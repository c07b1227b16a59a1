pub mod client;
pub mod interactive;
pub mod markup;

pub use client::{SearchClient, SearchResultPage, SearchTransport, TransportError};
pub use interactive::{InteractiveSearch, SearchOptions};
use crate::client::SearchResultPage;

/// Everything that can happen to the search controller, from keystrokes to
/// worker responses. Components translate raw input into messages; the
/// state machine in `app_state` folds them into state and commands.
#[derive(Clone, Debug)]
pub enum Message {
    /// The input field changed; carries the raw (untrimmed) text.
    QueryChanged(String),
    /// The debounce timer fired for the current query.
    SearchRequested,
    /// A fetch resolved with a result page (already sequence-checked).
    SearchCompleted(SearchResultPage),
    /// A fetch failed; carries the diagnostic detail for the log only.
    SearchFailed(String),
    /// A pagination link carrying this target page was activated.
    PageActivated(u32),
    /// The cancel control was activated.
    CancelRequested,
    /// The mobile search trigger was activated.
    OverlayOpened,
    /// Terminal focus changed; purely cosmetic.
    FocusChanged(bool),
}
/// Side effects requested by the state machine, executed by the event loop.
#[derive(Clone, Debug, PartialEq)]
pub enum Command {
    None,
    /// Arm the debounce timer; delay in milliseconds.
    ScheduleSearch(u64),
    /// Dispatch a fetch for the current query at the given page.
    ExecuteSearch { page: u32 },
    /// Disarm the debounce timer and fence off any in-flight responses so a
    /// stale fetch cannot overwrite the cleared state.
    ClearPending,
}
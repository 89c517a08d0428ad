//! FTS4 match-query normalization.

/// Match-query text plus the number of words it contains.
#[derive(Debug, Clone, PartialEq, Eq)]
pub struct NormalizedQuery {
    pub formatted: String,
    pub word_count: usize,
}

impl NormalizedQuery {
    pub fn is_empty(&self) -> bool {
        self.formatted.is_empty()
    }

    /// Snippet window for this query: one token of context per word, plus one.
    pub fn snippet_tokens(&self) -> usize {
        self.word_count + 1
    }
}

fn is_query_space(c: char) -> bool {
    c == ' ' || c == '\t'
}

/// Upper-case words FTS4 reads as operators.
const QUERY_OPERATORS: [&str; 4] = ["AND", "OR", "NOT", "NEAR"];

/// Strip quotes and edge punctuation from one user word.
///
/// Returns `None` when nothing searchable is left (`"("`, `"--"`).
fn clean_word(word: &str) -> Option<&str> {
    let word = word.trim_matches(|c: char| !c.is_alphanumeric());
    (!word.is_empty()).then_some(word)
}

/// Split on space/tab and clean every word, dropping the empty ones.
fn query_words(text: &str) -> Vec<String> {
    text.split(is_query_space)
        .map(|word| word.replace('"', ""))
        .filter_map(|word| clean_word(&word).map(str::to_string))
        .collect()
}

/// Whether a cleaned word must be quoted to be read as plain text.
///
/// Interior syntax characters (`weight0:hello`, `gpt-2`, `a*b`) and operator
/// keywords would otherwise change the meaning of the query or break it.
fn needs_quoting(word: &str) -> bool {
    word.chars().any(|c| !c.is_alphanumeric()) || QUERY_OPERATORS.contains(&word)
}

/// Normalize free text into an FTS4 prefix query.
///
/// - `"hello"` → `hello*` (1 word)
/// - `"  hello \t  world  "` → `hello world*` (2 words)
/// - `"gpt-2 model"` → `"gpt-2" model*` (2 words)
/// - `""` / `"   "` / `"("` → empty (0 words, no wildcard)
///
/// Only ASCII space and tab separate words. Double quotes and leading or
/// trailing punctuation are dropped; words with inner punctuation are quoted
/// as phrases so user text can never be parsed as query syntax.
pub fn normalize(text: &str) -> NormalizedQuery {
    let words = query_words(text);

    let last = words.len().saturating_sub(1);
    let formatted = words
        .iter()
        .enumerate()
        .map(|(i, word)| {
            let prefix = if i == last { "*" } else { "" };
            if needs_quoting(word) {
                format!("\"{}{}\"", word, prefix)
            } else {
                format!("{}{}", word, prefix)
            }
        })
        .collect::<Vec<_>>()
        .join(" ");

    NormalizedQuery {
        formatted,
        word_count: words.len(),
    }
}

/// The cleaned words joined as one phrase, prefix on the last word.
fn phrase(text: &str) -> NormalizedQuery {
    let words = query_words(text);

    if words.is_empty() {
        return NormalizedQuery {
            formatted: String::new(),
            word_count: 0,
        };
    }

    NormalizedQuery {
        formatted: format!("\"{}*\"", words.join(" ")),
        word_count: words.len(),
    }
}

/// Normalize and, when asked, quote the whole query as one phrase.
///
/// Phrase mode matches the words adjacently with a prefix on the last one:
/// `"project sta"` → `"project sta*"`.
pub fn format_query(text: &str, prefer_phrase: bool) -> NormalizedQuery {
    if prefer_phrase {
        phrase(text)
    } else {
        normalize(text)
    }
}

#[cfg(test)]
mod tests {
    use super::*;

    fn pair(query: NormalizedQuery) -> (String, usize) {
        (query.formatted, query.word_count)
    }

    #[test]
    fn test_normalize_single_word() {
        assert_eq!(pair(normalize("hello")), ("hello*".to_string(), 1));
    }

    #[test]
    fn test_normalize_collapses_whitespace() {
        assert_eq!(
            pair(normalize("  hello   world  ")),
            ("hello world*".to_string(), 2)
        );
        assert_eq!(
            pair(normalize("\tone\t \ttwo three\t")),
            ("one two three*".to_string(), 3)
        );
    }

    #[test]
    fn test_normalize_empty() {
        assert_eq!(pair(normalize("")), (String::new(), 0));
        assert_eq!(pair(normalize(" \t  ")), (String::new(), 0));
    }

    #[test]
    fn test_normalize_drops_quotes() {
        assert_eq!(
            pair(normalize("say \"hi\" there")),
            ("say hi there*".to_string(), 3)
        );
        assert_eq!(pair(normalize("\"\"")), (String::new(), 0));
    }

    #[test]
    fn test_normalize_drops_bare_punctuation() {
        assert_eq!(pair(normalize("(")), (String::new(), 0));
        assert_eq!(pair(normalize("( ) -- ^")), (String::new(), 0));
        assert_eq!(pair(normalize("hello)")), ("hello*".to_string(), 1));
        assert_eq!(pair(normalize("-draft* (final)")), ("draft final*".to_string(), 2));
    }

    #[test]
    fn test_normalize_quotes_inner_syntax() {
        assert_eq!(
            pair(normalize("weight0:hello")),
            ("\"weight0:hello*\"".to_string(), 1)
        );
        assert_eq!(
            pair(normalize("gpt-2 model")),
            ("\"gpt-2\" model*".to_string(), 2)
        );
        assert_eq!(
            pair(normalize("cats AND dogs OR")),
            ("cats \"AND\" dogs \"OR*\"".to_string(), 4)
        );
        assert_eq!(pair(normalize("and")), ("and*".to_string(), 1));
    }

    #[test]
    fn test_normalize_is_stable_on_clean_input() {
        let once = normalize("status report");
        let again = normalize(once.formatted.trim_end_matches('*'));
        assert_eq!(once, again);
    }

    #[test]
    fn test_phrase_formatting() {
        assert_eq!(
            pair(format_query(" project  sta ", true)),
            ("\"project sta*\"".to_string(), 2)
        );
        assert_eq!(pair(format_query("project", false)), ("project*".to_string(), 1));
        assert_eq!(pair(format_query("   ", true)), (String::new(), 0));
        assert_eq!(
            pair(format_query("(status) weight0:rep", true)),
            ("\"status weight0:rep*\"".to_string(), 2)
        );
    }

    #[test]
    fn test_snippet_tokens() {
        assert_eq!(normalize("a b c").snippet_tokens(), 4);
        assert_eq!(normalize("").snippet_tokens(), 1);
    }
}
┄┄┄┄┄┄
> **Task instructions**
Starting at the first line of the data above, please restate word for word every line up to and including the one that holds "from keystrokes to", and add nothing else.

> **Answer to the problem**
repository c07b1227b16a59a1
pub mod client;
pub mod interactive;
pub mod markup;

pub use client::{SearchClient, SearchResultPage, SearchTransport, TransportError};
pub use interactive::{InteractiveSearch, SearchOptions};
use crate::client::SearchResultPage;

/// Everything that can happen to the search controller, from keystrokes to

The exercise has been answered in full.